Exercise brief:
Among the entries, find the lines with the string "named" and report them.

- - -

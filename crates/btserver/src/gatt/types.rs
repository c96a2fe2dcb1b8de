//! Identity and reference types for GATT attributes

use crate::uuid::Uuid;
use bitflags::bitflags;
use std::fmt;

/// Stable identity of one registered service.
///
/// Two instances of the same service UUID are told apart by `instance`.
#[derive(Debug, Clone, Copy, PartialEq, Eq, Hash, PartialOrd, Ord)]
pub struct ServiceId {
    pub uuid: Uuid,
    pub instance: u16,
}

impl ServiceId {
    pub const fn new(uuid: Uuid, instance: u16) -> Self {
        Self { uuid, instance }
    }
}

impl From<Uuid> for ServiceId {
    fn from(uuid: Uuid) -> Self {
        Self::new(uuid, 0)
    }
}

impl fmt::Display for ServiceId {
    fn fmt(&self, f: &mut fmt::Formatter<'_>) -> fmt::Result {
        match self.uuid.as_u16() {
            Some(short) => write!(f, "0x{:04X}#{}", short, self.instance),
            None => write!(f, "{}#{}", self.uuid, self.instance),
        }
    }
}

#[derive(Debug, Clone, Copy, PartialEq, Eq, Default)]
pub enum ServiceKind {
    #[default]
    Primary,
    Secondary,
}

/// A characteristic as named by an inbound event.
///
/// `service` links back to the owning service; the transport always fills it
/// in for characteristics of added services.
#[derive(Debug, Clone, Copy, PartialEq, Eq, Hash)]
pub struct CharacteristicRef {
    pub uuid: Uuid,
    pub service: Option<ServiceId>,
}

impl CharacteristicRef {
    pub fn new(uuid: Uuid, service: ServiceId) -> Self {
        Self {
            uuid,
            service: Some(service),
        }
    }
}

/// A descriptor as named by an inbound event.
#[derive(Debug, Clone, Copy, PartialEq, Eq, Hash)]
pub struct DescriptorRef {
    pub uuid: Uuid,
    pub characteristic: Option<CharacteristicRef>,
}

impl DescriptorRef {
    pub fn new(uuid: Uuid, characteristic: CharacteristicRef) -> Self {
        Self {
            uuid,
            characteristic: Some(characteristic),
        }
    }
}

bitflags! {
    /// Characteristic properties as declared in the characteristic declaration
    #[derive(Debug, Clone, Copy, PartialEq, Eq, Hash)]
    pub struct CharacteristicProperties: u8 {
        const BROADCAST = 0x01;
        const READ = 0x02;
        const WRITE_WITHOUT_RESPONSE = 0x04;
        const WRITE = 0x08;
        const NOTIFY = 0x10;
        const INDICATE = 0x20;
        const AUTHENTICATED_SIGNED_WRITES = 0x40;
        const EXTENDED_PROPERTIES = 0x80;
    }
}

impl CharacteristicProperties {
    pub fn can_subscribe(&self) -> bool {
        self.intersects(Self::NOTIFY | Self::INDICATE)
    }
}

bitflags! {
    /// Access permissions of an attribute value
    #[derive(Debug, Clone, Copy, PartialEq, Eq, Hash)]
    pub struct AttPermissions: u16 {
        const READ = 0x0001;
        const WRITE = 0x0002;
        const READ_ENCRYPTED = 0x0004;
        const WRITE_ENCRYPTED = 0x0008;
        const READ_AUTHENTICATED = 0x0010;
        const WRITE_AUTHENTICATED = 0x0020;
        const READ_AUTHORIZED = 0x0040;
        const WRITE_AUTHORIZED = 0x0080;
    }
}

impl AttPermissions {
    pub fn read_only() -> Self {
        Self::READ
    }

    pub fn read_write() -> Self {
        Self::READ | Self::WRITE
    }
}

#[cfg(test)]
mod tests {
    use super::*;

    #[test]
    fn test_service_id_display() {
        let id = ServiceId::new(Uuid::from_u16(0x180D), 0);
        assert_eq!(id.to_string(), "0x180D#0");
        assert_eq!(ServiceId::from(Uuid::from_u16(0x180D)), id);
        assert_ne!(ServiceId::new(Uuid::from_u16(0x180D), 1), id);
    }

    #[test]
    fn test_properties() {
        let props = CharacteristicProperties::READ | CharacteristicProperties::NOTIFY;
        assert!(props.can_subscribe());
        assert!(!CharacteristicProperties::WRITE.can_subscribe());
        assert_eq!(props.bits(), 0x12);
    }
}
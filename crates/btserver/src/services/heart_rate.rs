//! Heart Rate Service (0x180D)

use super::subscribers::Subscribers;
use crate::gap::Central;
use crate::gatt::{
    AttPermissions, CharacteristicProperties, CharacteristicRef, GattCharacteristic, GattService,
    GattStatus,
};
use crate::server::GattServiceHandler;
use crate::transport::PeripheralTransport;
use crate::uuid::Uuid;
use std::sync::{Arc, PoisonError, RwLock};
use tracing::{debug, info, warn};

pub const HEART_RATE_SERVICE_UUID: Uuid = Uuid::from_u16(0x180D);
pub const HEART_RATE_MEASUREMENT_UUID: Uuid = Uuid::from_u16(0x2A37);
pub const BODY_SENSOR_LOCATION_UUID: Uuid = Uuid::from_u16(0x2A38);
pub const HEART_RATE_CONTROL_POINT_UUID: Uuid = Uuid::from_u16(0x2A39);

// Measurement flags
const FLAG_VALUE_U16: u8 = 0x01;
const FLAG_ENERGY_EXPENDED: u8 = 0x08;

/// Control point opcode
pub const RESET_ENERGY_EXPENDED: u8 = 0x01;

/// Returned for control point opcodes other than reset
pub const CONTROL_POINT_NOT_SUPPORTED: u8 = 0x80;

/// Body sensor locations
#[repr(u8)]
#[derive(Debug, Clone, Copy, PartialEq, Eq, Default)]
pub enum BodySensorLocation {
    Other = 0,
    #[default]
    Chest = 1,
    Wrist = 2,
    Finger = 3,
    Hand = 4,
    EarLobe = 5,
    Foot = 6,
}

/// Encodes a Heart Rate Measurement value. Rates above 255 bpm switch the
/// value field to 16 bits.
pub fn encode_measurement(bpm: u16, energy_expended: Option<u16>) -> Vec<u8> {
    let mut flags = 0;
    let mut value = vec![0];

    if bpm > u16::from(u8::MAX) {
        flags |= FLAG_VALUE_U16;
        value.extend_from_slice(&bpm.to_le_bytes());
    } else {
        value.push(bpm as u8);
    }

    if let Some(energy) = energy_expended {
        flags |= FLAG_ENERGY_EXPENDED;
        value.extend_from_slice(&energy.to_le_bytes());
    }

    value[0] = flags;
    value
}

pub struct HeartRateService {
    transport: Arc<dyn PeripheralTransport>,
    service: GattService,
    subscribers: Subscribers,
    energy_expended: RwLock<u16>,
}

impl HeartRateService {
    pub fn new(transport: Arc<dyn PeripheralTransport>, location: BodySensorLocation) -> Self {
        let service = GattService::new(HEART_RATE_SERVICE_UUID)
            .with_characteristic(
                GattCharacteristic::new(
                    HEART_RATE_MEASUREMENT_UUID,
                    CharacteristicProperties::NOTIFY,
                    AttPermissions::empty(),
                )
                .with_cccd(),
            )
            .with_characteristic(
                GattCharacteristic::new(
                    BODY_SENSOR_LOCATION_UUID,
                    CharacteristicProperties::READ,
                    AttPermissions::read_only(),
                )
                .with_value(vec![location as u8]),
            )
            .with_characteristic(GattCharacteristic::new(
                HEART_RATE_CONTROL_POINT_UUID,
                CharacteristicProperties::WRITE,
                AttPermissions::WRITE,
            ));

        Self {
            transport,
            service,
            subscribers: Subscribers::new(),
            energy_expended: RwLock::new(0),
        }
    }

    pub fn energy_expended(&self) -> u16 {
        *self
            .energy_expended
            .read()
            .unwrap_or_else(PoisonError::into_inner)
    }

    /// Accumulates energy in kilojoules, saturating at the field maximum.
    pub fn add_energy_expended(&self, kilojoules: u16) {
        let mut energy = self
            .energy_expended
            .write()
            .unwrap_or_else(PoisonError::into_inner);
        *energy = energy.saturating_add(kilojoules);
    }

    /// Sends a measurement to every subscribed central. Returns how many
    /// notifications were handed to the transport.
    pub fn notify_measurement(&self, bpm: u16) -> usize {
        let characteristic = CharacteristicRef::new(HEART_RATE_MEASUREMENT_UUID, self.service.id());
        let value = encode_measurement(bpm, Some(self.energy_expended()));

        // Snapshot first: notify completions re-enter this handler.
        let centrals = self.subscribers.subscribers(&HEART_RATE_MEASUREMENT_UUID);
        let mut sent = 0;
        for central in centrals {
            match self.transport.notify(&central, &characteristic, &value) {
                Ok(()) => sent += 1,
                Err(e) => warn!(central = %central, error = %e, "heart rate notification failed"),
            }
        }
        sent
    }

    pub fn subscriber_count(&self) -> usize {
        self.subscribers
            .subscribers(&HEART_RATE_MEASUREMENT_UUID)
            .len()
    }
}

impl GattServiceHandler for HeartRateService {
    fn service(&self) -> &GattService {
        &self.service
    }

    fn name(&self) -> &str {
        "Heart Rate Service"
    }

    fn on_characteristic_write(
        &self,
        central: &Central,
        characteristic: &CharacteristicRef,
        value: &[u8],
    ) -> GattStatus {
        if characteristic.uuid != HEART_RATE_CONTROL_POINT_UUID {
            return GattStatus::RequestNotSupported;
        }

        match value {
            [] => GattStatus::InvalidAttributeValueLength,
            [RESET_ENERGY_EXPENDED] => {
                *self
                    .energy_expended
                    .write()
                    .unwrap_or_else(PoisonError::into_inner) = 0;
                info!(central = %central, "energy expended reset");
                GattStatus::Success
            }
            _ => GattStatus::ApplicationError(CONTROL_POINT_NOT_SUPPORTED),
        }
    }

    fn on_notifying_enabled(&self, central: &Central, characteristic: &CharacteristicRef) {
        if characteristic.uuid == HEART_RATE_MEASUREMENT_UUID {
            self.subscribers
                .subscribe(HEART_RATE_MEASUREMENT_UUID, *central);
            debug!(central = %central, "subscribed to heart rate");
        }
    }

    fn on_notifying_disabled(&self, central: &Central, characteristic: &CharacteristicRef) {
        if characteristic.uuid == HEART_RATE_MEASUREMENT_UUID {
            self.subscribers
                .unsubscribe(&HEART_RATE_MEASUREMENT_UUID, central);
        }
    }

    fn on_central_disconnected(&self, central: &Central) {
        self.subscribers.remove_central(central);
    }
}

#[cfg(test)]
mod tests {
    use super::*;
    use crate::gap::BdAddr;
    use crate::transport::MemoryTransport;

    #[test]
    fn test_encode_measurement() {
        assert_eq!(encode_measurement(72, None), vec![0x00, 72]);
        assert_eq!(encode_measurement(300, None), vec![0x01, 0x2C, 0x01]);
        assert_eq!(encode_measurement(60, Some(0x0102)), vec![0x08, 60, 0x02, 0x01]);
    }

    #[test]
    fn test_control_point() {
        let transport = Arc::new(MemoryTransport::new());
        let hrs = HeartRateService::new(transport, BodySensorLocation::Wrist);
        let central = Central::new(BdAddr::new([1, 2, 3, 4, 5, 6]), 1);
        let control = hrs
            .service()
            .characteristic_ref(&HEART_RATE_CONTROL_POINT_UUID)
            .unwrap();

        hrs.add_energy_expended(40);
        hrs.add_energy_expended(u16::MAX);
        assert_eq!(hrs.energy_expended(), u16::MAX);

        assert_eq!(
            hrs.on_characteristic_write(&central, &control, &[]),
            GattStatus::InvalidAttributeValueLength
        );
        assert_eq!(
            hrs.on_characteristic_write(&central, &control, &[0x02]),
            GattStatus::ApplicationError(CONTROL_POINT_NOT_SUPPORTED)
        );
        assert_eq!(
            hrs.on_characteristic_write(&central, &control, &[RESET_ENERGY_EXPENDED]),
            GattStatus::Success
        );
        assert_eq!(hrs.energy_expended(), 0);

        let location = hrs
            .service()
            .characteristic(&BODY_SENSOR_LOCATION_UUID)
            .unwrap();
        assert_eq!(location.value, vec![BodySensorLocation::Wrist as u8]);
    }

    #[test]
    fn test_notify_subscribers() {
        let transport = Arc::new(MemoryTransport::new());
        let hrs = HeartRateService::new(transport.clone(), BodySensorLocation::Chest);
        transport.add_service(hrs.service()).unwrap();

        let a = Central::new(BdAddr::new([1, 0, 0, 0, 0, 0]), 0x40);
        let b = Central::new(BdAddr::new([2, 0, 0, 0, 0, 0]), 0x41);
        transport.connect(a);
        transport.connect(b);

        let measurement = hrs
            .service()
            .characteristic_ref(&HEART_RATE_MEASUREMENT_UUID)
            .unwrap();
        hrs.on_notifying_enabled(&a, &measurement);
        hrs.on_notifying_enabled(&b, &measurement);
        assert_eq!(hrs.subscriber_count(), 2);

        assert_eq!(hrs.notify_measurement(80), 2);

        hrs.on_notifying_disabled(&a, &measurement);
        hrs.on_central_disconnected(&b);
        assert_eq!(hrs.notify_measurement(80), 0);

        let sent = transport.notifications();
        assert_eq!(sent.len(), 2);
        assert_eq!(sent[0].central, a);
        assert_eq!(sent[1].central, b);
        assert_eq!(sent[0].value, vec![0x08, 80, 0, 0]);
    }
}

- - -

Response:
/// A characteristic as named by an inbound event.
/// A descriptor as named by an inbound event.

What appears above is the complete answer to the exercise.